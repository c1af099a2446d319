//! Array tools (component J): rectangular region copy between any
//! two array kinds (plain in-process or shared), with element-type
//! conversion.

use crate::array::SharedArray;
use tao_common::error::{TaoError, TaoResult};
use tao_common::types::ElementType;
use tao_sync::Deadline;

/// A rectangular array a region copy can read from.
pub trait RegionSource {
    /// Dimension extents.
    fn dims(&self) -> Vec<i64>;
    /// Element type.
    fn eltype(&self) -> ElementType;
    /// Acquire whatever lock this kind requires for reading.
    fn lock_read(&self, deadline: Deadline) -> TaoResult<()>;
    /// Release the read lock.
    fn unlock_read(&self);
    /// Raw element bytes, column-major.
    fn data(&self) -> &[u8];
    /// An identity distinguishing this array from others of the same kind,
    /// used to reject `source == destination`.
    fn identity(&self) -> usize;
}

/// A rectangular array a region copy can write to.
pub trait RegionDest {
    /// Dimension extents.
    fn dims(&self) -> Vec<i64>;
    /// Element type.
    fn eltype(&self) -> ElementType;
    /// Acquire whatever lock this kind requires for writing.
    fn lock_write(&self, deadline: Deadline) -> TaoResult<()>;
    /// Release the write lock.
    fn unlock_write(&self);
    /// Raw element bytes, column-major.
    fn data_mut(&mut self) -> &mut [u8];
    /// An identity distinguishing this array from others of the same kind,
    /// used to reject `source == destination`.
    fn identity(&self) -> usize;
}

/// A plain, process-local array with no lock of its own.
pub struct PlainArray {
    dims: Vec<i64>,
    eltype: ElementType,
    bytes: Vec<u8>,
}

impl PlainArray {
    /// Construct a zero-filled plain array.
    pub fn new(eltype: ElementType, dims: Vec<i64>) -> Self {
        let nelem: i64 = dims.iter().product::<i64>().max(1);
        let bytes = vec![0u8; nelem as usize * eltype.size()];
        PlainArray { dims, eltype, bytes }
    }

    /// Raw bytes.
    pub fn bytes(&self) -> &[u8] {
        &self.bytes
    }

    /// Raw bytes, mutable.
    pub fn bytes_mut(&mut self) -> &mut [u8] {
        &mut self.bytes
    }
}

impl RegionSource for PlainArray {
    fn dims(&self) -> Vec<i64> {
        self.dims.clone()
    }
    fn eltype(&self) -> ElementType {
        self.eltype
    }
    fn lock_read(&self, _deadline: Deadline) -> TaoResult<()> {
        Ok(())
    }
    fn unlock_read(&self) {}
    fn data(&self) -> &[u8] {
        &self.bytes
    }
    fn identity(&self) -> usize {
        self.bytes.as_ptr() as usize
    }
}

impl RegionDest for PlainArray {
    fn dims(&self) -> Vec<i64> {
        self.dims.clone()
    }
    fn eltype(&self) -> ElementType {
        self.eltype
    }
    fn lock_write(&self, _deadline: Deadline) -> TaoResult<()> {
        Ok(())
    }
    fn unlock_write(&self) {}
    fn data_mut(&mut self) -> &mut [u8] {
        &mut self.bytes
    }
    fn identity(&self) -> usize {
        self.bytes.as_ptr() as usize
    }
}

impl RegionSource for SharedArray {
    fn dims(&self) -> Vec<i64> {
        SharedArray::dims(self).to_vec()
    }
    fn eltype(&self) -> ElementType {
        SharedArray::eltype(self).expect("validated at create/attach")
    }
    fn lock_read(&self, deadline: Deadline) -> TaoResult<()> {
        if SharedArray::deadline_read_lock(self, deadline)? {
            Ok(())
        } else {
            Err(TaoError::Timeout("copy_region: source read lock".into()))
        }
    }
    fn unlock_read(&self) {
        let _ = self.read_unlock();
    }
    fn data(&self) -> &[u8] {
        SharedArray::data(self)
    }
    fn identity(&self) -> usize {
        self.shmid() as usize
    }
}

impl RegionDest for SharedArray {
    fn dims(&self) -> Vec<i64> {
        SharedArray::dims(self).to_vec()
    }
    fn eltype(&self) -> ElementType {
        SharedArray::eltype(self).expect("validated at create/attach")
    }
    fn lock_write(&self, deadline: Deadline) -> TaoResult<()> {
        if SharedArray::deadline_write_lock(self, deadline)? {
            Ok(())
        } else {
            Err(TaoError::Timeout("copy_region: destination write lock".into()))
        }
    }
    fn unlock_write(&self) {
        let _ = self.write_unlock();
    }
    fn data_mut(&mut self) -> &mut [u8] {
        SharedArray::data_mut(self)
    }
    fn identity(&self) -> usize {
        self.shmid() as usize
    }
}

fn column_major_offset(dims: &[i64], idx: &[i64]) -> i64 {
    let mut offset = 0i64;
    let mut stride = 1i64;
    for (k, &i_k) in idx.iter().enumerate() {
        offset += i_k * stride;
        stride *= dims[k];
    }
    offset
}

fn read_element_as_f64(data: &[u8], eltype: ElementType, idx: usize) -> f64 {
    let esize = eltype.size();
    let bytes = &data[idx * esize..(idx + 1) * esize];
    match eltype {
        ElementType::I8 => bytes[0] as i8 as f64,
        ElementType::U8 => bytes[0] as f64,
        ElementType::I16 => i16::from_ne_bytes(bytes.try_into().unwrap()) as f64,
        ElementType::U16 => u16::from_ne_bytes(bytes.try_into().unwrap()) as f64,
        ElementType::I32 => i32::from_ne_bytes(bytes.try_into().unwrap()) as f64,
        ElementType::U32 => u32::from_ne_bytes(bytes.try_into().unwrap()) as f64,
        ElementType::I64 => i64::from_ne_bytes(bytes.try_into().unwrap()) as f64,
        ElementType::U64 => u64::from_ne_bytes(bytes.try_into().unwrap()) as f64,
        ElementType::F32 => f32::from_ne_bytes(bytes.try_into().unwrap()) as f64,
        ElementType::F64 => f64::from_ne_bytes(bytes.try_into().unwrap()),
    }
}

fn write_element_from_f64(data: &mut [u8], eltype: ElementType, idx: usize, value: f64) {
    let esize = eltype.size();
    let bytes = &mut data[idx * esize..(idx + 1) * esize];
    match eltype {
        ElementType::I8 => bytes[0] = value as i8 as u8,
        ElementType::U8 => bytes[0] = value as u8,
        ElementType::I16 => bytes.copy_from_slice(&(value as i16).to_ne_bytes()),
        ElementType::U16 => bytes.copy_from_slice(&(value as u16).to_ne_bytes()),
        ElementType::I32 => bytes.copy_from_slice(&(value as i32).to_ne_bytes()),
        ElementType::U32 => bytes.copy_from_slice(&(value as u32).to_ne_bytes()),
        ElementType::I64 => bytes.copy_from_slice(&(value as i64).to_ne_bytes()),
        ElementType::U64 => bytes.copy_from_slice(&(value as u64).to_ne_bytes()),
        ElementType::F32 => bytes.copy_from_slice(&(value as f32).to_ne_bytes()),
        ElementType::F64 => bytes.copy_from_slice(&value.to_ne_bytes()),
    }
}

/// Copy a rectangular region from `src` to `dst`, converting element-wise
/// when their element types differ.
///
/// Lock ordering is always source-before-destination; if `src` and `dst`
/// are the same underlying array, this is rejected as `ALREADY_IN_USE`
/// before any lock is taken, to avoid self-deadlock. `deadline` is applied
/// to both the source read lock and the destination write lock.
pub fn copy_region(
    dst: &mut dyn RegionDest,
    src: &dyn RegionSource,
    dstoffs: &[i64],
    srcoffs: &[i64],
    lens: &[i64],
    ndims: usize,
    deadline: Deadline,
) -> TaoResult<()> {
    if dst.identity() == src.identity() {
        return Err(TaoError::AlreadyInUse);
    }
    if dstoffs.len() != ndims || srcoffs.len() != ndims || lens.len() != ndims {
        return Err(TaoError::BadRank(ndims));
    }
    if lens.iter().any(|&l| l < 0) {
        return Err(TaoError::BadRange);
    }

    let src_dims = src.dims();
    let dst_dims = dst.dims();
    if src_dims.len() != ndims || dst_dims.len() != ndims {
        return Err(TaoError::BadRank(ndims));
    }
    for k in 0..ndims {
        if srcoffs[k] + lens[k] > src_dims[k] || dstoffs[k] + lens[k] > dst_dims[k] {
            return Err(TaoError::BadRange);
        }
    }

    src.lock_read(deadline)?;
    let result = (|| {
        dst.lock_write(deadline)?;
        let src_eltype = src.eltype();
        let dst_eltype = dst.eltype();
        let total: i64 = lens.iter().product::<i64>().max(1);

        for linear in 0..total {
            let mut idx = vec![0i64; ndims];
            let mut rem = linear;
            for k in 0..ndims {
                if lens[k] == 0 {
                    idx[k] = 0;
                    continue;
                }
                idx[k] = rem % lens[k];
                rem /= lens[k];
            }

            let src_idx: Vec<i64> = (0..ndims).map(|k| srcoffs[k] + idx[k]).collect();
            let dst_idx: Vec<i64> = (0..ndims).map(|k| dstoffs[k] + idx[k]).collect();
            let src_off = column_major_offset(&src_dims, &src_idx) as usize;
            let dst_off = column_major_offset(&dst_dims, &dst_idx) as usize;

            let value = read_element_as_f64(src.data(), src_eltype, src_off);
            write_element_from_f64(dst.data_mut(), dst_eltype, dst_off, value);
        }

        dst.unlock_write();
        Ok(())
    })();
    src.unlock_read();
    result
}

#[cfg(test)]
mod tests {
    use super::*;

    #[test]
    fn copy_region_converts_element_types() {
        let src = PlainArray::new(ElementType::U8, vec![4, 3]);
        let mut dst = PlainArray::new(ElementType::F32, vec![4, 3]);
        copy_region(
            &mut dst,
            &src,
            &[0, 0],
            &[0, 0],
            &[4, 3],
            2,
            Deadline::Blocking,
        )
        .unwrap();
        let floats = unsafe {
            std::slice::from_raw_parts(dst.bytes().as_ptr() as *const f32, 12)
        };
        assert!(floats.iter().all(|&v| v == 0.0));
    }

    #[test]
    fn copy_region_rejects_out_of_bounds() {
        let src = PlainArray::new(ElementType::U8, vec![4, 3]);
        let mut dst = PlainArray::new(ElementType::U8, vec![4, 3]);
        let result = copy_region(
            &mut dst,
            &src,
            &[0, 0],
            &[0, 0],
            &[5, 3],
            2,
            Deadline::Blocking,
        );
        assert!(matches!(result, Err(TaoError::BadRange)));
    }

    #[test]
    fn copy_region_rejects_negative_lens() {
        let src = PlainArray::new(ElementType::U8, vec![4, 3]);
        let mut dst = PlainArray::new(ElementType::U8, vec![4, 3]);
        let result = copy_region(
            &mut dst,
            &src,
            &[0, 0],
            &[0, 0],
            &[-1, 3],
            2,
            Deadline::Blocking,
        );
        assert!(matches!(result, Err(TaoError::BadRange)));
    }

    #[test]
    fn copy_region_preserves_subregion_values() {
        let mut src = PlainArray::new(ElementType::U8, vec![3, 1]);
        src.bytes[0] = 5;
        src.bytes[1] = 9;
        src.bytes[2] = 13;
        let mut dst = PlainArray::new(ElementType::U8, vec![3, 1]);
        copy_region(
            &mut dst,
            &src,
            &[0, 0],
            &[1, 0],
            &[2, 1],
            2,
            Deadline::Blocking,
        )
        .unwrap();
        assert_eq!(dst.bytes()[0], 9);
        assert_eq!(dst.bytes()[1], 13);
    }

    #[test]
    fn copy_region_honors_nowait_deadline_on_locked_destination() {
        use crate::segment::CreateFlags;
        use crate::array::SharedArray;

        let src = PlainArray::new(ElementType::U8, vec![2, 2]);
        let mut dst = SharedArray::create(ElementType::U8, &[2, 2], CreateFlags::NONE).unwrap();
        dst.write_lock().unwrap();

        let result = copy_region(
            &mut dst,
            &src,
            &[0, 0],
            &[0, 0],
            &[2, 2],
            2,
            Deadline::NoWait,
        );
        assert!(matches!(result, Err(TaoError::Timeout(_))));

        dst.write_unlock().unwrap();
    }
}
//! Process-shared condition variable, layered on [`crate::mutex::RawMutex`].

use crate::mutex::{RawMutex, SharedFlag};
use crate::time::{Deadline, Timestamp};
use std::cell::UnsafeCell;
use std::mem::MaybeUninit;
use tao_common::error::Status;

/// A condition variable usable in-place inside a shared segment.
///
/// Always paired with the [`RawMutex`] whose `lock` is held across `wait`
/// calls, mirroring pthreads' own contract.
#[repr(C)]
pub struct RawCondvar {
    inner: UnsafeCell<libc::pthread_cond_t>,
}

unsafe impl Send for RawCondvar {}
unsafe impl Sync for RawCondvar {}

impl RawCondvar {
    /// Construct an uninitialized condvar. Call [`RawCondvar::init`] before use.
    pub const fn new() -> Self {
        RawCondvar {
            inner: UnsafeCell::new(unsafe_zeroed_pthread_cond()),
        }
    }

    /// Initialize the condvar in place, on `CLOCK_REALTIME`.
    pub fn init(&self, shared: SharedFlag) -> Result<(), Status> {
        unsafe {
            let mut attr = MaybeUninit::<libc::pthread_condattr_t>::uninit();
            if libc::pthread_condattr_init(attr.as_mut_ptr()) != 0 {
                return Err(Status::Error);
            }
            let mut attr = attr.assume_init();
            if shared == SharedFlag::ProcessShared {
                libc::pthread_condattr_setpshared(&mut attr, libc::PTHREAD_PROCESS_SHARED);
            }
            libc::pthread_condattr_setclock(&mut attr, libc::CLOCK_REALTIME);
            let rc = libc::pthread_cond_init(self.inner.get(), &attr);
            libc::pthread_condattr_destroy(&mut attr);
            if rc != 0 {
                return Err(Status::Error);
            }
        }
        Ok(())
    }

    /// Destroy the condvar. No thread may be waiting on it.
    pub fn destroy(&self) {
        unsafe {
            libc::pthread_cond_destroy(self.inner.get());
        }
    }

    /// Wake one waiter.
    pub fn signal(&self) -> Status {
        let rc = unsafe { libc::pthread_cond_signal(self.inner.get()) };
        if rc == 0 { Status::Ok } else { Status::Error }
    }

    /// Wake every waiter.
    pub fn broadcast(&self) -> Status {
        let rc = unsafe { libc::pthread_cond_broadcast(self.inner.get()) };
        if rc == 0 { Status::Ok } else { Status::Error }
    }

    /// Wait indefinitely, atomically releasing `mutex` and reacquiring it
    /// before returning. `mutex` must already be held by the caller.
    pub fn wait(&self, mutex: &RawMutex) -> Status {
        let rc = unsafe { libc::pthread_cond_wait(self.inner.get(), mutex.raw()) };
        if rc == 0 { Status::Ok } else { Status::Error }
    }

    /// Wait with a relative timeout, applying the degrade rules.
    pub fn timed_wait(&self, mutex: &RawMutex, secs: f64) -> Status {
        match Deadline::relative(secs) {
            Deadline::Blocking => self.wait(mutex),
            Deadline::NoWait => Status::Timeout,
            Deadline::Absolute(ts) => self.abstimed_wait(mutex, ts),
        }
    }

    /// Wait until an absolute `CLOCK_REALTIME` deadline.
    pub fn abstimed_wait(&self, mutex: &RawMutex, deadline: Timestamp) -> Status {
        let ts = deadline.to_timespec();
        let rc = unsafe { libc::pthread_cond_timedwait(self.inner.get(), mutex.raw(), &ts) };
        match rc {
            0 => Status::Ok,
            libc::ETIMEDOUT => Status::Timeout,
            _ => Status::Error,
        }
    }
}

impl Default for RawCondvar {
    fn default() -> Self {
        Self::new()
    }
}

const fn unsafe_zeroed_pthread_cond() -> libc::pthread_cond_t {
    // SAFETY: zeroed `pthread_cond_t` is reinitialized by `init` before use.
    unsafe { std::mem::zeroed() }
}

#[cfg(test)]
mod tests {
    use super::*;
    use std::sync::Arc;
    use std::thread;
    use std::time::Duration;

    #[test]
    fn signal_wakes_waiter() {
        let mutex = Arc::new(RawMutex::new());
        mutex.init(SharedFlag::ProcessPrivate).unwrap();
        let cond = Arc::new(RawCondvar::new());
        cond.init(SharedFlag::ProcessPrivate).unwrap();

        let m2 = Arc::clone(&mutex);
        let c2 = Arc::clone(&cond);
        let handle = thread::spawn(move || {
            m2.lock();
            let status = c2.wait(&m2);
            m2.unlock();
            status
        });

        thread::sleep(Duration::from_millis(50));
        mutex.lock();
        cond.signal();
        mutex.unlock();

        assert_eq!(handle.join().unwrap(), Status::Ok);
    }

    #[test]
    fn timed_wait_expires_without_signal() {
        let mutex = RawMutex::new();
        mutex.init(SharedFlag::ProcessPrivate).unwrap();
        let cond = RawCondvar::new();
        cond.init(SharedFlag::ProcessPrivate).unwrap();

        mutex.lock();
        let status = cond.timed_wait(&mutex, 0.05);
        mutex.unlock();
        assert_eq!(status, Status::Timeout);
    }
}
========================================
The lines above, from the start of the records through the one containing "fn data(&self) -> &[u8];", are to be printed exactly, and nothing else is to be included.

SOLUTION:
repository c1af099a2446d319
//! Array tools (component J): rectangular region copy between any
//! two array kinds (plain in-process or shared), with element-type
//! conversion.

use crate::array::SharedArray;
use tao_common::error::{TaoError, TaoResult};
use tao_common::types::ElementType;
use tao_sync::Deadline;

/// A rectangular array a region copy can read from.
pub trait RegionSource {
    /// Dimension extents.
    fn dims(&self) -> Vec<i64>;
    /// Element type.
    fn eltype(&self) -> ElementType;
    /// Acquire whatever lock this kind requires for reading.
    fn lock_read(&self, deadline: Deadline) -> TaoResult<()>;
    /// Release the read lock.
    fn unlock_read(&self);
    /// Raw element bytes, column-major.
    fn data(&self) -> &[u8];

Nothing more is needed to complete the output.